> DESCRIPTION OF THE TASK: Count the lines in the records below that contain the word "LazyLock", and give only that count.

═══ RECORDS FOR PROCESSING

use std::fmt;
use std::sync::LazyLock;

use chrono::{DateTime, FixedOffset, NaiveDate, NaiveDateTime, NaiveTime, Timelike};
use regex::Regex;
use serde::de::{self, Deserialize, Deserializer, EnumAccess, MapAccess, SeqAccess, VariantAccess, Visitor};
use serde::ser::{Serialize, SerializeMap, Serializer};

// YAML 1.1 timestamp forms: a bare calendar date needs two-digit month and
// day, the date-time form accepts one or two.
static DAY: LazyLock<Regex> =
    LazyLock::new(|| Regex::new(r"^([0-9]{4})-([0-9]{2})-([0-9]{2})$").unwrap());

static TIMESTAMP: LazyLock<Regex> = LazyLock::new(|| {
    Regex::new(concat!(
        r"^([0-9]{4})-([0-9]{1,2})-([0-9]{1,2})",
        r"(?:[Tt]|[ \t]+)([0-9]{1,2}):([0-9]{2}):([0-9]{2})",
        r"(?:\.([0-9]*))?",
        r"(?:[ \t]*(Z|([-+])([0-9]{1,2})(?::([0-9]{2}))?))?$",
    ))
    .unwrap()
});

/// A frontmatter value after parsing.
///
/// Closed over the shapes YAML frontmatter produces so the JSON output is
/// fully determined by this type.
#[derive(Debug, Clone, PartialEq)]
pub enum FrontValue {
    Null,
    Bool(bool),
    Number(serde_json::Number),
    String(String),
    Date(FrontDate),
    List(Vec<FrontValue>),
    /// Entries keep their source order.
    Mapping(Vec<(String, FrontValue)>),
}

impl FrontValue {
    /// Emptiness in the loose sense used for `title` fallback and for
    /// deciding whether a frontmatter block counts at all.
    pub fn is_truthy(&self) -> bool {
        match self {
            FrontValue::Null => false,
            FrontValue::Bool(b) => *b,
            FrontValue::Number(n) => n.as_f64().is_some_and(|f| f != 0.0),
            FrontValue::String(s) => !s.is_empty(),
            FrontValue::Date(_) => true,
            FrontValue::List(items) => !items.is_empty(),
            FrontValue::Mapping(entries) => !entries.is_empty(),
        }
    }

    /// Reads a timestamp-shaped string as a date. Anything else is
    /// returned as is.
    pub fn resolve_date(self) -> FrontValue {
        match self {
            FrontValue::String(s) => match FrontDate::parse(&s) {
                Some(date) => FrontValue::Date(date),
                None => FrontValue::String(s),
            },
            other => other,
        }
    }

    pub fn is_null(&self) -> bool {
        matches!(self, FrontValue::Null)
    }

    /// Looks up `key` in a mapping. Other shapes have no keys.
    pub fn get(&self, key: &str) -> Option<&FrontValue> {
        match self {
            FrontValue::Mapping(entries) => entries
                .iter()
                .find(|(k, _)| k == key)
                .map(|(_, v)| v),
            _ => None,
        }
    }
}

impl<'de> Deserialize<'de> for FrontValue {
    fn deserialize<D: Deserializer<'de>>(deserializer: D) -> Result<Self, D::Error> {
        deserializer.deserialize_any(FrontValueVisitor)
    }
}

struct FrontValueVisitor;

impl<'de> Visitor<'de> for FrontValueVisitor {
    type Value = FrontValue;

    fn expecting(&self, f: &mut fmt::Formatter<'_>) -> fmt::Result {
        f.write_str("a YAML value")
    }

    fn visit_unit<E: de::Error>(self) -> Result<FrontValue, E> {
        Ok(FrontValue::Null)
    }

    fn visit_none<E: de::Error>(self) -> Result<FrontValue, E> {
        Ok(FrontValue::Null)
    }

    fn visit_some<D: Deserializer<'de>>(self, deserializer: D) -> Result<FrontValue, D::Error> {
        FrontValue::deserialize(deserializer)
    }

    fn visit_bool<E: de::Error>(self, b: bool) -> Result<FrontValue, E> {
        Ok(FrontValue::Bool(b))
    }

    fn visit_i64<E: de::Error>(self, i: i64) -> Result<FrontValue, E> {
        Ok(FrontValue::Number(i.into()))
    }

    fn visit_u64<E: de::Error>(self, u: u64) -> Result<FrontValue, E> {
        Ok(FrontValue::Number(u.into()))
    }

    fn visit_i128<E: de::Error>(self, i: i128) -> Result<FrontValue, E> {
        match i64::try_from(i) {
            Ok(i) => self.visit_i64(i),
            Err(_) => self.visit_f64(i as f64),
        }
    }

    fn visit_u128<E: de::Error>(self, u: u128) -> Result<FrontValue, E> {
        match u64::try_from(u) {
            Ok(u) => self.visit_u64(u),
            Err(_) => self.visit_f64(u as f64),
        }
    }

    fn visit_f64<E: de::Error>(self, f: f64) -> Result<FrontValue, E> {
        // NaN and infinities have no JSON form.
        Ok(serde_json::Number::from_f64(f).map_or(FrontValue::Null, FrontValue::Number))
    }

    fn visit_str<E: de::Error>(self, s: &str) -> Result<FrontValue, E> {
        Ok(FrontValue::String(s.to_owned()))
    }

    fn visit_string<E: de::Error>(self, s: String) -> Result<FrontValue, E> {
        Ok(FrontValue::String(s))
    }

    fn visit_seq<A: SeqAccess<'de>>(self, mut seq: A) -> Result<FrontValue, A::Error> {
        let mut items = Vec::new();
        while let Some(item) = seq.next_element()? {
            items.push(item);
        }
        Ok(FrontValue::List(items))
    }

    /// A repeated key keeps its first position and takes the last value.
    fn visit_map<A: MapAccess<'de>>(self, mut map: A) -> Result<FrontValue, A::Error> {
        let mut entries: Vec<(String, FrontValue)> = Vec::new();
        while let Some((key, value)) = map.next_entry::<FrontValue, FrontValue>()? {
            let key = key_text(key);
            match entries.iter_mut().find(|(k, _)| *k == key) {
                Some(entry) => entry.1 = value,
                None => entries.push((key, value)),
            }
        }
        Ok(FrontValue::Mapping(entries))
    }

    // Custom tags (`!foo bar`) arrive as enums; the tag is dropped.
    fn visit_enum<A: EnumAccess<'de>>(self, data: A) -> Result<FrontValue, A::Error> {
        let (_tag, contents) = data.variant::<String>()?;
        contents.newtype_variant()
    }
}

fn key_text(key: FrontValue) -> String {
    match key {
        FrontValue::String(s) => s,
        FrontValue::Null => "null".to_string(),
        other => other.to_string(),
    }
}

impl fmt::Display for FrontValue {
    fn fmt(&self, f: &mut fmt::Formatter<'_>) -> fmt::Result {
        match self {
            FrontValue::Null => Ok(()),
            FrontValue::Bool(b) => write!(f, "{b}"),
            FrontValue::Number(n) => write!(f, "{n}"),
            FrontValue::String(s) => f.write_str(s),
            FrontValue::Date(d) => write!(f, "{d}"),
            FrontValue::List(_) | FrontValue::Mapping(_) => {
                let text = serde_json::to_string(self).map_err(|_| fmt::Error)?;
                f.write_str(&text)
            }
        }
    }
}

impl Serialize for FrontValue {
    fn serialize<S: Serializer>(&self, serializer: S) -> Result<S::Ok, S::Error> {
        match self {
            FrontValue::Null => serializer.serialize_unit(),
            FrontValue::Bool(b) => serializer.serialize_bool(*b),
            FrontValue::Number(n) => n.serialize(serializer),
            FrontValue::String(s) => serializer.serialize_str(s),
            FrontValue::Date(d) => d.serialize(serializer),
            FrontValue::List(items) => items.serialize(serializer),
            FrontValue::Mapping(entries) => {
                let mut map = serializer.serialize_map(Some(entries.len()))?;
                for (k, v) in entries {
                    map.serialize_entry(k, v)?;
                }
                map.end()
            }
        }
    }
}

/// A YAML timestamp literal.
#[derive(Debug, Clone, Copy, PartialEq, Eq)]
pub enum FrontDate {
    Day(NaiveDate),
    Local(NaiveDateTime),
    Offset(DateTime<FixedOffset>),
}

impl FrontDate {
    /// Recognizes a timestamp literal. Text shaped like a timestamp that
    /// names no real instant (`2024-02-30`, `25:00:00`) is not a date.
    pub fn parse(text: &str) -> Option<Self> {
        if let Some(caps) = DAY.captures(text) {
            return ymd(&caps[1], &caps[2], &caps[3]).map(FrontDate::Day);
        }

        let caps = TIMESTAMP.captures(text)?;
        let date = ymd(&caps[1], &caps[2], &caps[3])?;
        let micros = caps.get(7).map_or(0, |m| fraction_micros(m.as_str()));
        let time = NaiveTime::from_hms_micro_opt(
            digits(&caps[4])?,
            digits(&caps[5])?,
            digits(&caps[6])?,
            micros,
        )?;
        let local = date.and_time(time);

        let offset_secs = match caps.get(8).map(|m| m.as_str()) {
            None => return Some(FrontDate::Local(local)),
            Some("Z") => 0,
            Some(_) => {
                let hours = digits(&caps[10])? as i32;
                let minutes = caps.get(11).map_or(Some(0), |m| digits(m.as_str()))? as i32;
                let secs = hours * 3600 + minutes * 60;
                if &caps[9] == "-" { -secs } else { secs }
            }
        };
        let offset = FixedOffset::east_opt(offset_secs)?;
        local
            .and_local_timezone(offset)
            .single()
            .map(FrontDate::Offset)
    }
}

fn ymd(year: &str, month: &str, day: &str) -> Option<NaiveDate> {
    NaiveDate::from_ymd_opt(year.parse().ok()?, digits(month)?, digits(day)?)
}

fn digits(text: &str) -> Option<u32> {
    text.parse().ok()
}

// Fractions beyond microseconds are truncated.
fn fraction_micros(fraction: &str) -> u32 {
    let kept: String = fraction.chars().take(6).collect();
    format!("{kept:0<6}").parse().unwrap_or(0)
}

fn write_clock(f: &mut fmt::Formatter<'_>, dt: &NaiveDateTime) -> fmt::Result {
    write!(f, "{}", dt.format("%Y-%m-%dT%H:%M:%S"))?;
    let micros = dt.nanosecond() / 1_000;
    if micros != 0 {
        write!(f, ".{micros:06}")?;
    }
    Ok(())
}

impl fmt::Display for FrontDate {
    fn fmt(&self, f: &mut fmt::Formatter<'_>) -> fmt::Result {
        match self {
            FrontDate::Day(d) => write!(f, "{}", d.format("%Y-%m-%d")),
            FrontDate::Local(dt) => write_clock(f, dt),
            FrontDate::Offset(dt) => {
                write_clock(f, &dt.naive_local())?;
                write!(f, "{}", dt.format("%:z"))
            }
        }
    }
}

impl Serialize for FrontDate {
    fn serialize<S: Serializer>(&self, serializer: S) -> Result<S::Ok, S::Error> {
        serializer.collect_str(self)
    }
}

#[cfg(test)]
mod tests {
    use super::*;

    fn yaml(text: &str) -> FrontValue {
        serde_yaml::from_str(text).unwrap()
    }

    fn date_text(text: &str) -> Option<String> {
        FrontDate::parse(text).map(|d| d.to_string())
    }

    #[test]
    fn bare_dates_are_recognized() {
        assert_eq!(date_text("2024-03-01").as_deref(), Some("2024-03-01"));
        assert!(matches!(
            yaml("2024-03-01").resolve_date(),
            FrontValue::Date(FrontDate::Day(_))
        ));
    }

    #[test]
    fn bare_dates_need_two_digit_fields() {
        assert_eq!(date_text("2024-3-1"), None);
    }

    #[test]
    fn impossible_dates_stay_strings() {
        assert_eq!(date_text("2024-02-30"), None);
        assert_eq!(
            yaml("2024-02-30").resolve_date(),
            FrontValue::String("2024-02-30".to_string())
        );
    }

    #[test]
    fn date_times_use_iso_form() {
        assert_eq!(
            date_text("2025-03-19 10:05:00").as_deref(),
            Some("2025-03-19T10:05:00")
        );
        assert_eq!(
            date_text("2025-3-9t07:00:00").as_deref(),
            Some("2025-03-09T07:00:00")
        );
    }

    #[test]
    fn fractions_print_as_microseconds() {
        assert_eq!(
            date_text("2025-03-19T10:05:00.5").as_deref(),
            Some("2025-03-19T10:05:00.500000")
        );
        assert_eq!(
            date_text("2025-03-19T10:05:00.1234567").as_deref(),
            Some("2025-03-19T10:05:00.123456")
        );
        assert_eq!(
            date_text("2025-03-19T10:05:00.000").as_deref(),
            Some("2025-03-19T10:05:00")
        );
    }

    #[test]
    fn offsets_are_kept() {
        assert_eq!(
            date_text("2025-03-19T00:00:00Z").as_deref(),
            Some("2025-03-19T00:00:00+00:00")
        );
        assert_eq!(
            date_text("2025-03-19 08:30:00 -5").as_deref(),
            Some("2025-03-19T08:30:00-05:00")
        );
        assert_eq!(
            date_text("2025-03-19T08:30:00+05:30").as_deref(),
            Some("2025-03-19T08:30:00+05:30")
        );
    }

    #[test]
    fn prose_is_not_a_date() {
        assert_eq!(date_text("Released 2024-03-01"), None);
        assert_eq!(date_text("2024-03-01 sometime"), None);
    }

    #[test]
    fn mappings_keep_source_order() {
        let value = yaml("zeta: 1\nalpha: two\nmid: [a, b]\n");
        let FrontValue::Mapping(entries) = &value else {
            panic!("expected mapping, got {value:?}");
        };
        let keys: Vec<&str> = entries.iter().map(|(k, _)| k.as_str()).collect();
        assert_eq!(keys, ["zeta", "alpha", "mid"]);
        assert_eq!(
            serde_json::to_string(&value).unwrap(),
            r#"{"zeta":1,"alpha":"two","mid":["a","b"]}"#
        );
    }

    #[test]
    fn non_string_keys_become_text() {
        let value = yaml("1: one\ntrue: yes-ish\n");
        assert_eq!(value.get("1"), Some(&FrontValue::String("one".to_string())));
        assert_eq!(value.get("true"), Some(&FrontValue::String("yes-ish".to_string())));
    }

    #[test]
    fn strings_are_not_read_as_dates_unless_asked() {
        let value = yaml("updated: '2024-3-1 7:00:00'\n");
        assert_eq!(
            serde_json::to_string(&value).unwrap(),
            r#"{"updated":"2024-3-1 7:00:00"}"#
        );
        assert_eq!(
            value.get("updated").cloned().unwrap().resolve_date().to_string(),
            "2024-03-01T07:00:00"
        );
    }

    #[test]
    fn resolve_date_leaves_other_shapes_alone() {
        assert_eq!(yaml("7").resolve_date(), FrontValue::Number(7.into()));
        assert_eq!(
            yaml("next week").resolve_date(),
            FrontValue::String("next week".to_string())
        );
    }

    #[test]
    fn repeated_keys_take_the_last_value() {
        let value = yaml("title: A\norder: 1\ntitle: B\n");
        let FrontValue::Mapping(entries) = &value else {
            panic!("expected mapping, got {value:?}");
        };
        assert_eq!(
            entries,
            &[
                ("title".to_string(), FrontValue::String("B".to_string())),
                ("order".to_string(), FrontValue::Number(1.into())),
            ]
        );
    }

    #[test]
    fn repeated_keys_in_nested_mappings_take_the_last_value() {
        let value = yaml("series:\n  name: Old\n  name: New\n");
        assert_eq!(
            value.get("series").and_then(|s| s.get("name")),
            Some(&FrontValue::String("New".to_string()))
        );
    }

    #[test]
    fn tags_are_transparent() {
        assert_eq!(yaml("!custom hello"), FrontValue::String("hello".to_string()));
    }

    #[test]
    fn truthiness_follows_emptiness() {
        assert!(!yaml("~").is_truthy());
        assert!(!yaml("''").is_truthy());
        assert!(!yaml("0").is_truthy());
        assert!(!yaml("0.0").is_truthy());
        assert!(!yaml("false").is_truthy());
        assert!(!yaml("[]").is_truthy());
        assert!(!yaml("{}").is_truthy());
        assert!(yaml("title").is_truthy());
        assert!(yaml("3").is_truthy());
        assert!(yaml("2024-03-01").is_truthy());
    }

    #[test]
    fn scalars_display_as_plain_text() {
        assert_eq!(yaml("42").to_string(), "42");
        assert_eq!(yaml("true").to_string(), "true");
        assert_eq!(yaml("hello").to_string(), "hello");
        assert_eq!(yaml("[a, 1]").to_string(), r#"["a",1]"#);
    }
}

══════

> SOLVED PROBLEM: 4